WORK INSTRUCTION —
Where the records below show a line containing "#[arg(long, value_parser = parse_strategy)]", start copying; end with the line containing "#[arg(long, value_enum)]", and copy it too.

Collected data entries
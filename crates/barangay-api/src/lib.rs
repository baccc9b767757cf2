//! JSON API for the barangay registry.
//!
//! Exposes an axum [`Router`] backed by any store implementing
//! [`RegistryStore`] and [`SessionStore`]. Authentication is the caller's
//! responsibility: every handler expects the signed-in
//! [`barangay_core::staff::Staff`] in the request extensions.
//!
//! # Mounting
//!
//! ```rust,ignore
//! let api = barangay_api::api_router(store.clone())
//!   .layer(middleware::from_fn_with_state(state, auth::require_session));
//! ```

pub mod dashboard;
pub mod error;
pub mod households;
pub mod residents;

use std::sync::Arc;

use axum::{
  Router,
  routing::{get, post},
};
use barangay_core::store::{RegistryStore, SessionStore};

pub use error::ApiError;

/// Build the registry router for `store`.
///
/// The returned `Router<()>` can be nested into any parent router regardless
/// of its own state type.
pub fn api_router<S>(store: Arc<S>) -> Router<()>
where
  S: RegistryStore + SessionStore + 'static,
{
  Router::new()
    .route("/dashboard", get(dashboard::handler::<S>))
    // Residents
    .route("/residents", get(residents::list::<S>))
    .route("/residents/puroks", get(residents::puroks::<S>))
    .route(
      "/residents/create",
      get(residents::new_form::<S>).post(residents::create::<S>),
    )
    .route("/residents/{id}", get(residents::detail::<S>))
    .route(
      "/residents/{id}/edit",
      get(residents::edit_form::<S>).post(residents::update::<S>),
    )
    .route("/residents/{id}/delete", post(residents::delete::<S>))
    // Households
    .route("/households", get(households::list::<S>))
    .route("/households/puroks", get(households::puroks::<S>))
    .route(
      "/households/create",
      get(households::new_form::<S>).post(households::create::<S>),
    )
    .route("/households/{id}", get(households::detail::<S>))
    .route(
      "/households/{id}/edit",
      get(households::edit_form::<S>).post(households::update::<S>),
    )
    .route("/households/{id}/delete", post(households::delete::<S>))
    .route("/households/{id}/members", post(households::add_member::<S>))
    .with_state(store)
}
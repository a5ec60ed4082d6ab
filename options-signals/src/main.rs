//! # Scan one ticker
//! options-signals scan --snapshot data/PETR4.json --chain data/PETR4_chain.json --min-score 60
//!
//! # Backtest all strategies on stored history
//! options-signals backtest PETR4 --data-dir data
//!
//! # Compare strategies side by side
//! options-signals compare PETR4 --data-dir data

use std::path::{Path, PathBuf};

use anyhow::{bail, Context, Result};
use clap::{Parser, Subcommand, ValueEnum};
use indicatif::{ProgressBar, ProgressStyle};
use tracing::info;

use options_signals::backtest::{compare_strategies_with_progress, rank_by_return};
use options_signals::data::{
    load_chain, load_history_file, load_snapshot, DataLoader, HistoryProvider,
};
use options_signals::scanner::{filter_by_min_score, rank};
use options_signals::{
    classify, load_config, AppConfig, BacktestEngine, BacktestOutcome, BlackScholes, DailyBar,
    OptionKind, Scanner, StrategyId,
};

#[derive(Parser)]
#[command(name = "options-signals")]
#[command(about = "Options signal screener and strategy backtester")]
#[command(version)]
struct Cli {
    /// Path to a TOML configuration file
    #[arg(short, long, global = true)]
    config: Option<PathBuf>,

    #[command(subcommand)]
    command: Commands,
}

#[derive(Subcommand)]
enum Commands {
    /// Scan one snapshot and option chain for signals
    Scan {
        /// Market snapshot JSON file
        #[arg(short, long)]
        snapshot: PathBuf,

        /// Option chain JSON file
        #[arg(long)]
        chain: PathBuf,

        /// Only run these strategies (repeatable)
        #[arg(long = "strategy", value_parser = parse_strategy)]
        strategies: Vec<StrategyId>,

        /// Minimum confidence score (overrides config)
        #[arg(long)]
        min_score: Option<u8>,

        /// Keep only the best N signals
        #[arg(long)]
        top: Option<usize>,

        /// Fill missing IV and delta before scanning
        #[arg(long)]
        enrich: bool,
    },

    /// Backtest one or all strategies on daily history
    Backtest {
        ticker: String,

        /// Directory holding history/<TICKER>.json
        #[arg(short, long, default_value = "data")]
        data_dir: PathBuf,

        /// History JSON file, instead of the data directory
        #[arg(long)]
        history: Option<PathBuf>,

        /// Strategy to trade; all when omitted
        #[arg(long, value_parser = parse_strategy)]
        strategy: Option<StrategyId>,

        /// Print a text summary instead of JSON
        #[arg(long)]
        summary: bool,
    },

    /// Backtest every strategy separately and rank by return
    Compare {
        ticker: String,

        #[arg(short, long, default_value = "data")]
        data_dir: PathBuf,

        #[arg(long)]
        history: Option<PathBuf>,
    },

    /// Price one option and print its Greeks
    Price {
        #[arg(long, value_enum)]
        kind: KindArg,

        #[arg(long)]
        spot: f64,

        #[arg(long)]
        strike: f64,

        /// Calendar days to expiry
        #[arg(long)]
        days: f64,

        #[arg(long, default_value_t = 0.30)]
        vol: f64,

        /// Risk-free rate (defaults to the scanner rate)
        #[arg(long)]
        rate: Option<f64>,
    },

    /// List the strategy catalog with risk levels
    Strategies,
}

#[derive(Clone, Copy, ValueEnum)]
enum KindArg {
    Call,
    Put,
}

impl From<KindArg> for OptionKind {
    fn from(kind: KindArg) -> Self {
        match kind {
            KindArg::Call => OptionKind::Call,
            KindArg::Put => OptionKind::Put,
        }
    }
}

fn parse_strategy(s: &str) -> Result<StrategyId, String> {
    StrategyId::from_name(s).map_err(|e| e.to_string())
}

fn main() -> Result<()> {
    tracing_subscriber::fmt()
        .with_env_filter(
            tracing_subscriber::EnvFilter::from_default_env()
                .add_directive("options_signals=info".parse()?),
        )
        .with_writer(std::io::stderr)
        .init();

    let cli = Cli::parse();
    let config = load_config(cli.config.as_deref()).context("Failed to load configuration")?;

    match cli.command {
        Commands::Scan {
            snapshot,
            chain,
            strategies,
            min_score,
            top,
            enrich,
        } => run_scan(&config, &snapshot, &chain, strategies, min_score, top, enrich),
        Commands::Backtest {
            ticker,
            data_dir,
            history,
            strategy,
            summary,
        } => run_backtest(&config, &ticker, &data_dir, history.as_deref(), strategy, summary),
        Commands::Compare {
            ticker,
            data_dir,
            history,
        } => run_compare(&config, &ticker, &data_dir, history.as_deref()),
        Commands::Price {
            kind,
            spot,
            strike,
            days,
            vol,
            rate,
        } => run_price(&config, kind.into(), spot, strike, days, vol, rate),
        Commands::Strategies => {
            for id in StrategyId::ALL {
                let profile = classify(id.name());
                println!("{:<24} {:<10} {}", id.name(), profile.level.as_str(), profile.max_loss);
            }
            Ok(())
        }
    }
}

fn run_scan(
    config: &AppConfig,
    snapshot_path: &Path,
    chain_path: &Path,
    strategies: Vec<StrategyId>,
    min_score: Option<u8>,
    top: Option<usize>,
    enrich: bool,
) -> Result<()> {
    let snapshot = load_snapshot(snapshot_path)
        .with_context(|| format!("Failed to read snapshot {}", snapshot_path.display()))?;
    let chain = load_chain(chain_path)
        .with_context(|| format!("Failed to read chain {}", chain_path.display()))?;

    let mut scanner_config = config.scanner.clone();
    if !strategies.is_empty() {
        scanner_config.strategies = strategies;
    }
    scanner_config.enrich_missing_greeks |= enrich;
    let threshold = min_score.unwrap_or(scanner_config.min_score);

    let scanner = Scanner::new(scanner_config);
    let signals = rank(filter_by_min_score(scanner.scan(&snapshot, &chain), threshold));
    let signals = match top {
        Some(n) => signals.into_iter().take(n).collect(),
        None => signals,
    };

    info!(
        ticker = %snapshot.ticker,
        signals = signals.len(),
        min_score = threshold,
        "Scan complete"
    );
    println!("{}", serde_json::to_string_pretty(&signals)?);
    Ok(())
}

fn load_bars(ticker: &str, data_dir: &Path, history: Option<&Path>) -> Result<Vec<DailyBar>> {
    match history {
        Some(path) => load_history_file(path)
            .with_context(|| format!("Failed to read history {}", path.display())),
        None => DataLoader::new(data_dir)
            .daily_bars(ticker)
            .with_context(|| format!("No history for {} in {}", ticker, data_dir.display())),
    }
}

fn run_backtest(
    config: &AppConfig,
    ticker: &str,
    data_dir: &Path,
    history: Option<&Path>,
    strategy: Option<StrategyId>,
    summary: bool,
) -> Result<()> {
    let selection: Vec<StrategyId> = strategy.into_iter().collect();
    let mut engine = BacktestEngine::new(config.backtest.clone());

    let outcome = match history {
        Some(path) => {
            let bars = load_bars(ticker, data_dir, Some(path))?;
            engine.run_with_bars(ticker, &bars, &selection)
        }
        None => engine.run(ticker, &DataLoader::new(data_dir), &selection),
    };

    match (&outcome, summary) {
        (BacktestOutcome::Completed(result), true) => println!("{}", result.summary()),
        (BacktestOutcome::InsufficientData { reason, .. }, true) => {
            bail!("Insufficient data for {}: {}", ticker, reason)
        }
        _ => println!("{}", serde_json::to_string_pretty(&outcome)?),
    }
    Ok(())
}

fn run_compare(
    config: &AppConfig,
    ticker: &str,
    data_dir: &Path,
    history: Option<&Path>,
) -> Result<()> {
    let bars = load_bars(ticker, data_dir, history)?;
    let ids = StrategyId::ALL;

    let pb = ProgressBar::new(ids.len() as u64);
    pb.set_style(
        ProgressStyle::default_bar()
            .template("{spinner:.green} [{elapsed_precise}] {bar:40.cyan/blue} {pos}/{len} {msg}")?
            .progress_chars("=>-"),
    );
    pb.set_message(ticker.to_string());

    let results = compare_strategies_with_progress(&config.backtest, ticker, &bars, &ids, |_| {
        pb.inc(1)
    });
    pb.finish_and_clear();

    println!(
        "{:<24} {:>7} {:>9} {:>10} {:>9}",
        "Strategy", "Trades", "Win %", "Return %", "PF"
    );
    for comparison in rank_by_return(&results) {
        if let Some(result) = comparison.outcome.result() {
            println!(
                "{:<24} {:>7} {:>9.1} {:>10.2} {:>9.2}",
                comparison.strategy.name(),
                result.total_trades(),
                result.win_rate(),
                result.total_return_pct(),
                result.profit_factor(),
            );
        }
    }
    for comparison in results.iter().filter(|c| !c.outcome.is_completed()) {
        if let BacktestOutcome::InsufficientData { reason, .. } = &comparison.outcome {
            println!("{:<24} skipped: {}", comparison.strategy.name(), reason);
        }
    }
    Ok(())
}

fn run_price(
    config: &AppConfig,
    kind: OptionKind,
    spot: f64,
    strike: f64,
    days: f64,
    vol: f64,
    rate: Option<f64>,
) -> Result<()> {
    let model = BlackScholes::new(rate.unwrap_or(config.scanner.risk_free_rate));
    let time = days / 365.0;
    let price = model.price(kind, spot, strike, time, vol)?;
    let greeks = model.greeks(kind, spot, strike, time, vol)?;

    let output = serde_json::json!({
        "kind": kind.as_str(),
        "spot": spot,
        "strike": strike,
        "days": days,
        "volatility": vol,
        "rate": model.rate,
        "price": price,
        "greeks": greeks,
    });
    println!("{}", serde_json::to_string_pretty(&output)?);
    Ok(())
}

RESULT BELOW —
        #[arg(long, value_parser = parse_strategy)]
        strategy: Option<StrategyId>,

        /// Print a text summary instead of JSON
        #[arg(long)]
        summary: bool,
    },

    /// Backtest every strategy separately and rank by return
    Compare {
        ticker: String,

        #[arg(short, long, default_value = "data")]
        data_dir: PathBuf,

        #[arg(long)]
        history: Option<PathBuf>,
    },

    /// Price one option and print its Greeks
    Price {
        #[arg(long, value_enum)]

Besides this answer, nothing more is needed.